If you're majoring in liberal arts, now is an excellent time to consider changing majors. You may love literature, but you will need more than a bachelor's degree in English to get a job.

My advice: select a vocationally oriented major and read Henry James on your own time.


Surprising the Hessians during the holiday season



Wednesday, November 23, 2022

Be Awake, College Students! Massive Economic Turmoil is Coming

A friend sent me a copy of the Magnificat journal's Advent Companion, a selection of daily reflections for the Advent season. Advent begins on November 27, and I read the first entry, which reflects on Matthew 24 and Christ's warning to be watchful.

During the time of Noah, Jesus instructed, people ate, drank, and married until the day the flood came and carried them all away.

"Therefore, stay awake!" Christ cautioned, and be prepared for the hour you don't expect.

As I read the Advocate Companion, I thought this passage would make an excellent advertisement for My Patriot Supply, an outfit that sells emergency food kits with a shelf life of 25 years. 

This is not a religious message. Instead, I warn that our national economy, built on financial speculation and easy money, will ultimately collapse. Perhaps it will be brought on by the cryptocurrency meltdown. If you aren't convinced, read James Howard Kunstler's recent blog essays posted on Clusterfuck Nation.

If you are a college student, this is no time to take out extravagant student loans. Higher education is under extreme duress: Since 2004, 861 colleges have closed their doors, and more than 9,000 campuses have shut down.

Stay awake, and don't take out loans to attend an obscure small college with a tuition rate of $25,000 a semester. Don't enroll in an online degree program unless you are pretty damned sure that an online college degree will lead to a good job.

Just importantly, don't be deceived by all the talk of student-loan forgiveness or by the Department of Education's pause on student-loan repayment--which will last more than three years.
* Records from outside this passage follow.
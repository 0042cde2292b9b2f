//! Webmail endpoint probe
//!
//! Every well-known login path is requested over HTTPS and HTTP at once. The
//! first 200 response wins and the remaining requests are aborted. Anything
//! else (redirects, 4xx/5xx, TLS or connect errors, timeouts) is a miss for
//! that combination, and a domain where every combination misses simply has
//! no webmail indicator.

use crate::knowledge_base::CONTROL_PANEL_PLATFORM;
use anyhow::{Context, Result};
use async_trait::async_trait;
use reqwest::{redirect, Client, StatusCode};
use std::time::Duration;
use tokio::task::JoinSet;
use tracing::{debug, info};

/// Tag reported for an Outlook Web Access login page
pub const OWA_TAG: &str = "owa";

/// Tag reported for a Zimbra web client
pub const ZIMBRA_TAG: &str = "zimbra";

/// Schemes tried for every path
const SCHEMES: &[&str] = &["https", "http"];

/// Probed paths with the tag reported when the path is distinguishing.
/// Paths without a tag report themselves.
pub const WEBMAIL_PATHS: &[(&str, Option<&str>)] = &[
    ("/owa/auth/logon.aspx", Some(OWA_TAG)),
    ("/zimbra/", Some(ZIMBRA_TAG)),
    ("/webmail", None),
    ("/roundcube/", None),
    ("/squirrelmail/", None),
    ("/horde/", None),
];

/// Generic webmail clients bundled with hosting control panels
const CONTROL_PANEL_CLIENTS: &[&str] = &["webmail", "roundcube", "squirrelmail", "horde"];

/// Source of webmail endpoint evidence
#[async_trait]
pub trait WebmailProbe: Send + Sync {
    /// Match tag of the first webmail endpoint that answered 200, if any
    async fn probe_webmail(&self, domain: &str) -> Option<String>;
}

/// Probe racing GET requests with reqwest
#[derive(Debug, Clone)]
pub struct HttpWebmailProbe {
    client: Client,
}

impl HttpWebmailProbe {
    /// Create a probe whose requests each time out after `timeout_ms`
    pub fn new(timeout_ms: u64) -> Result<Self> {
        let client = Client::builder()
            .timeout(Duration::from_millis(timeout_ms))
            .redirect(redirect::Policy::none())
            .user_agent(concat!(env!("CARGO_PKG_NAME"), "/", env!("CARGO_PKG_VERSION")))
            .build()
            .context("Failed to build HTTP client")?;

        info!(
            "Webmail probe initialized - timeout: {}ms, {} candidate URLs per domain",
            timeout_ms,
            SCHEMES.len() * WEBMAIL_PATHS.len()
        );

        Ok(Self { client })
    }
}

#[async_trait]
impl WebmailProbe for HttpWebmailProbe {
    async fn probe_webmail(&self, domain: &str) -> Option<String> {
        let mut join_set = JoinSet::new();

        for (url, tag) in candidate_urls(domain) {
            let client = self.client.clone();
            join_set.spawn(async move {
                match client.get(&url).send().await {
                    Ok(response) if response.status() == StatusCode::OK => Some((url, tag)),
                    Ok(response) => {
                        debug!("{} answered {}", url, response.status());
                        None
                    }
                    Err(e) => {
                        debug!("{} failed: {}", url, e);
                        None
                    }
                }
            });
        }

        while let Some(joined) = join_set.join_next().await {
            if let Ok(Some((url, tag))) = joined {
                join_set.abort_all();
                debug!("Webmail endpoint found at {} ({})", url, tag);
                return Some(tag);
            }
        }

        debug!("No webmail endpoint answered for {}", domain);
        None
    }
}

/// Cross product of schemes and paths with the tag each would report
pub fn candidate_urls(domain: &str) -> Vec<(String, String)> {
    SCHEMES
        .iter()
        .flat_map(|scheme| {
            WEBMAIL_PATHS.iter().map(move |(path, tag)| {
                (
                    format!("{}://{}{}", scheme, domain, path),
                    tag.unwrap_or(*path).to_string(),
                )
            })
        })
        .collect()
}

/// Platform a webmail match tag points to
///
/// Distinguishing tags map to their platform. Generic paths map to the
/// control-panel platform when they name a bundled webmail client.
pub fn platform_for_indicator(indicator: &str) -> Option<&'static str> {
    match indicator {
        OWA_TAG => Some("outlook"),
        ZIMBRA_TAG => Some("zimbra"),
        path => {
            let path = path.to_lowercase();
            CONTROL_PANEL_CLIENTS
                .iter()
                .any(|client| path.contains(client))
                .then_some(CONTROL_PANEL_PLATFORM)
        }
    }
}
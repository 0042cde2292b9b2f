//! Platform detection route handler

use crate::{api_handler::*, AppState};
use axum::{
    extract::{Query, State},
    response::Json,
};
use std::sync::Arc;
use tracing::{debug, info, instrument};
use uuid::Uuid;

/// GET /api/platform-detect?domain=example.com
///
/// Runs the detection engine for the domain and returns the page key in
/// `platform`. The weighted score ranking is reported next to it in
/// `top_platforms` and does not influence `platform`.
///
/// Detection itself never fails: when DNS resolution aborts the pipeline the
/// response still carries the fallback page key plus an `error` tag.
#[instrument(skip(state, query), fields(request_id))]
pub async fn detect_platform_handler(
    State(state): State<Arc<AppState>>,
    Query(query): Query<DetectQuery>,
) -> ApiResult<DetectResponse> {
    let request_id = Uuid::new_v4().to_string();
    tracing::Span::current().record("request_id", &request_id);

    let domain = validate_domain_input(query.domain.as_deref())?;

    info!("Detecting platform for domain: {}", domain);

    let start_time = std::time::Instant::now();

    let result = state.detection_engine.detect(&domain).await;
    let ranking = state.detection_engine.score(&result);

    let processing_time = start_time.elapsed();
    debug!("Detection completed in {:?}", processing_time);

    let response = convert_detection_result(result, ranking, request_id);

    info!(
        "Platform detection completed: {} -> platform={}, detected={} ({}ms)",
        domain,
        response.platform,
        response.detected_platform,
        processing_time.as_millis()
    );

    Ok(Json(response))
}
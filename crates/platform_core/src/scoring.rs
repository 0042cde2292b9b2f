//! Weighted platform scoring
//!
//! An alternate ranking next to the tiered first-match resolution. Every
//! platform collects points for each signal entry one of its keywords hits:
//! MX entries weigh 3, SPF entries 2 and DKIM records 1. The two rankings can
//! disagree on the same input and are kept separate on purpose.

use crate::knowledge_base::{PlatformFingerprint, PLATFORMS};
use serde::{Deserialize, Serialize};
use std::collections::BTreeMap;

pub const MX_WEIGHT: u32 = 3;
pub const SPF_WEIGHT: u32 = 2;
pub const DKIM_WEIGHT: u32 = 1;

/// Per-platform scores and the platforms sharing the best one
#[derive(Debug, Clone, PartialEq, Eq, Serialize, Deserialize)]
pub struct PlatformScores {
    /// Every platform tied on the highest score, in knowledge-base order
    pub top_platforms: Vec<String>,
    /// Score of every known platform
    pub scores: BTreeMap<String, u32>,
}

/// Score every known platform against the collected signals
pub fn score<S: AsRef<str>>(mx_hosts: &[S], spf_txts: &[S], dkim_records: &[S]) -> PlatformScores {
    let scores: Vec<(&PlatformFingerprint, u32)> = PLATFORMS
        .iter()
        .map(|platform| {
            let total = hits(platform, mx_hosts) * MX_WEIGHT
                + hits(platform, spf_txts) * SPF_WEIGHT
                + hits(platform, dkim_records) * DKIM_WEIGHT;
            (platform, total)
        })
        .collect();

    let highest = scores.iter().map(|(_, score)| *score).max().unwrap_or(0);

    let top_platforms = scores
        .iter()
        .filter(|(_, score)| *score == highest)
        .map(|(platform, _)| platform.id.to_string())
        .collect();

    PlatformScores {
        top_platforms,
        scores: scores
            .into_iter()
            .map(|(platform, score)| (platform.id.to_string(), score))
            .collect(),
    }
}

/// Number of entries in which any of the platform's keywords occurs
fn hits<S: AsRef<str>>(platform: &PlatformFingerprint, entries: &[S]) -> u32 {
    entries
        .iter()
        .filter(|entry| platform.matches(&entry.as_ref().to_lowercase()))
        .count() as u32
}
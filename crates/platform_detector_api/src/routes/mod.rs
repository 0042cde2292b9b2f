//! API Routes Module
//!
//! - `detect`: platform detection endpoint
//! - `health`: health checks, metrics and cache administration

pub mod detect;
pub mod health;

use crate::AppState;
use axum::{
    routing::{get, post},
    Router,
};
use std::sync::Arc;

/// Build all API routes and return a configured Router
pub fn build_routes(state: Arc<AppState>) -> Router {
    Router::new()
        // Detection endpoint
        .route("/api/platform-detect", get(detect::detect_platform_handler))
        
        // Health and monitoring endpoints
        .route("/health", get(health::health_handler))
        .route("/metrics", get(health::metrics_handler))
        
        // Administrative endpoints
        .route("/admin/stats", get(health::stats_handler))
        .route("/admin/cache/clear", post(health::clear_cache_handler))
        
        .with_state(state)
}
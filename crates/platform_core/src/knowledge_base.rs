//! Static platform knowledge: keyword fingerprints and page keys
//!
//! Fingerprints are scanned in table order and the first platform with any
//! matching keyword wins. Keywords overlap across platforms (`yahoodns.net`
//! belongs to both yahoo and att), so the order below is part of the contract.

/// Platform id used when no tier produced a match
pub const FALLBACK_PLATFORM: &str = "fallback";

/// Page key served for the fallback platform and for unknown ids
pub const FALLBACK_PAGE_KEY: &str = "fallback";

/// Platform assigned when a control-panel signal fires
pub const CONTROL_PANEL_PLATFORM: &str = "cpanel";

/// Keyword fingerprint for one platform
#[derive(Debug, Clone, Copy)]
pub struct PlatformFingerprint {
    pub id: &'static str,
    pub keywords: &'static [&'static str],
}

/// Known platforms in match-precedence order
pub const PLATFORMS: &[PlatformFingerprint] = &[
    PlatformFingerprint {
        id: "google",
        keywords: &["google.com", "gmail.com", "aspmx.l.google.com", "_spf.google.com"],
    },
    PlatformFingerprint {
        id: "zoho",
        keywords: &["zoho.com", "mx.zoho.com", "_spf.zoho.com"],
    },
    PlatformFingerprint {
        id: "yahoo",
        keywords: &["yahoodns.net", "yahoo.com"],
    },
    PlatformFingerprint {
        id: "att",
        keywords: &["att.net", "yahoodns.net", "_spf.att.net"],
    },
    PlatformFingerprint {
        id: "outlook",
        keywords: &[
            "outlook.com",
            "office365.com",
            "protection.outlook.com",
            "_spf.protection.outlook.com",
        ],
    },
    PlatformFingerprint {
        id: "zimbra",
        keywords: &["zimbra", "zimbra.mail"],
    },
    PlatformFingerprint {
        id: CONTROL_PANEL_PLATFORM,
        keywords: &["cpanel", "webmail", "secureserver.net"],
    },
    PlatformFingerprint {
        id: "eim",
        keywords: &["eim.ae", "mail.eim.ae", "_spf.eim.ae"],
    },
    PlatformFingerprint {
        id: "protonmail",
        keywords: &["protonmail.ch", "proton.me", "mail.protonmail.ch", "_spf.protonmail.ch"],
    },
    PlatformFingerprint {
        id: "fastmail",
        keywords: &["fastmail.com", "messagingengine.com", "_spf.messagingengine.com"],
    },
    PlatformFingerprint {
        id: "yandex",
        keywords: &["yandex.ru", "yandex.net", "mx.yandex.net", "_spf.yandex.net"],
    },
    PlatformFingerprint {
        id: "gmx",
        keywords: &["gmx.net", "mx00.gmx.net", "_spf.gmx.net"],
    },
    PlatformFingerprint {
        id: "rackspace",
        keywords: &["rackspace.com", "emailsrvr.com", "_spf.emailsrvr.com"],
    },
    PlatformFingerprint {
        id: "icloud",
        keywords: &["icloud.com", "me.com", "mac.com", "_spf.apple.com"],
    },
];

/// Platform id to page key. Ids not listed here map to themselves if known.
const PAGE_KEY_OVERRIDES: &[(&str, &str)] = &[("google", "gmail")];

impl PlatformFingerprint {
    /// Whether any keyword occurs in `text`. `text` must already be lowercase.
    pub fn matches(&self, text: &str) -> bool {
        self.keywords.iter().any(|keyword| text.contains(keyword))
    }
}

/// First platform, in table order, with a keyword contained in `text`
///
/// The text is lowercased before scanning.
pub fn match_keywords(text: &str) -> Option<&'static str> {
    let text = text.to_lowercase();
    PLATFORMS
        .iter()
        .find(|platform| platform.matches(&text))
        .map(|platform| platform.id)
}

/// Look up a fingerprint by platform id
pub fn fingerprint(id: &str) -> Option<&'static PlatformFingerprint> {
    PLATFORMS.iter().find(|platform| platform.id == id)
}

/// Map a platform id to the page key the front-end routes on
///
/// Unknown ids, including the fallback platform, map to [`FALLBACK_PAGE_KEY`].
pub fn page_key(platform: &str) -> &'static str {
    if let Some((_, key)) = PAGE_KEY_OVERRIDES.iter().find(|(id, _)| *id == platform) {
        return key;
    }

    fingerprint(platform)
        .map(|platform| platform.id)
        .unwrap_or(FALLBACK_PAGE_KEY)
}

/// Number of known platforms
pub fn platform_count() -> usize {
    PLATFORMS.len()
}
A few people will get their loans forgiven under DOE's borrower defense program based on findings of fraud, and President Biden's loan forgiveness initiative may ultimately be approved by the courts. Still, the President's plan to forgive $10,000 of student debt, if it comes to fruition, will be a drop in the bucket for students paying $50,000 a year in college tuition. 

If you are pretty sure a college degree will lead to a job, by all means, go for it. People with degrees in the medical services field will probably find jobs.

But you are insane if you plan to take out $50,000 or more in student loans to get a humanities degree, a liberal arts degree, or a degree in gender studies.

You are insane if your college degree requires your parents to take out Parent Plus loans that they can't discharge in bankruptcy.

You are insane to take out a Grad PLUS loan to get a graduate degree in business, journalism, or the liberal arts.

Sometimes the Bible has some good advice. Indeed, now is an excellent time to head the biblical admonition to "Stay Awake!" and be prepared for global economic turmoil--which is coming.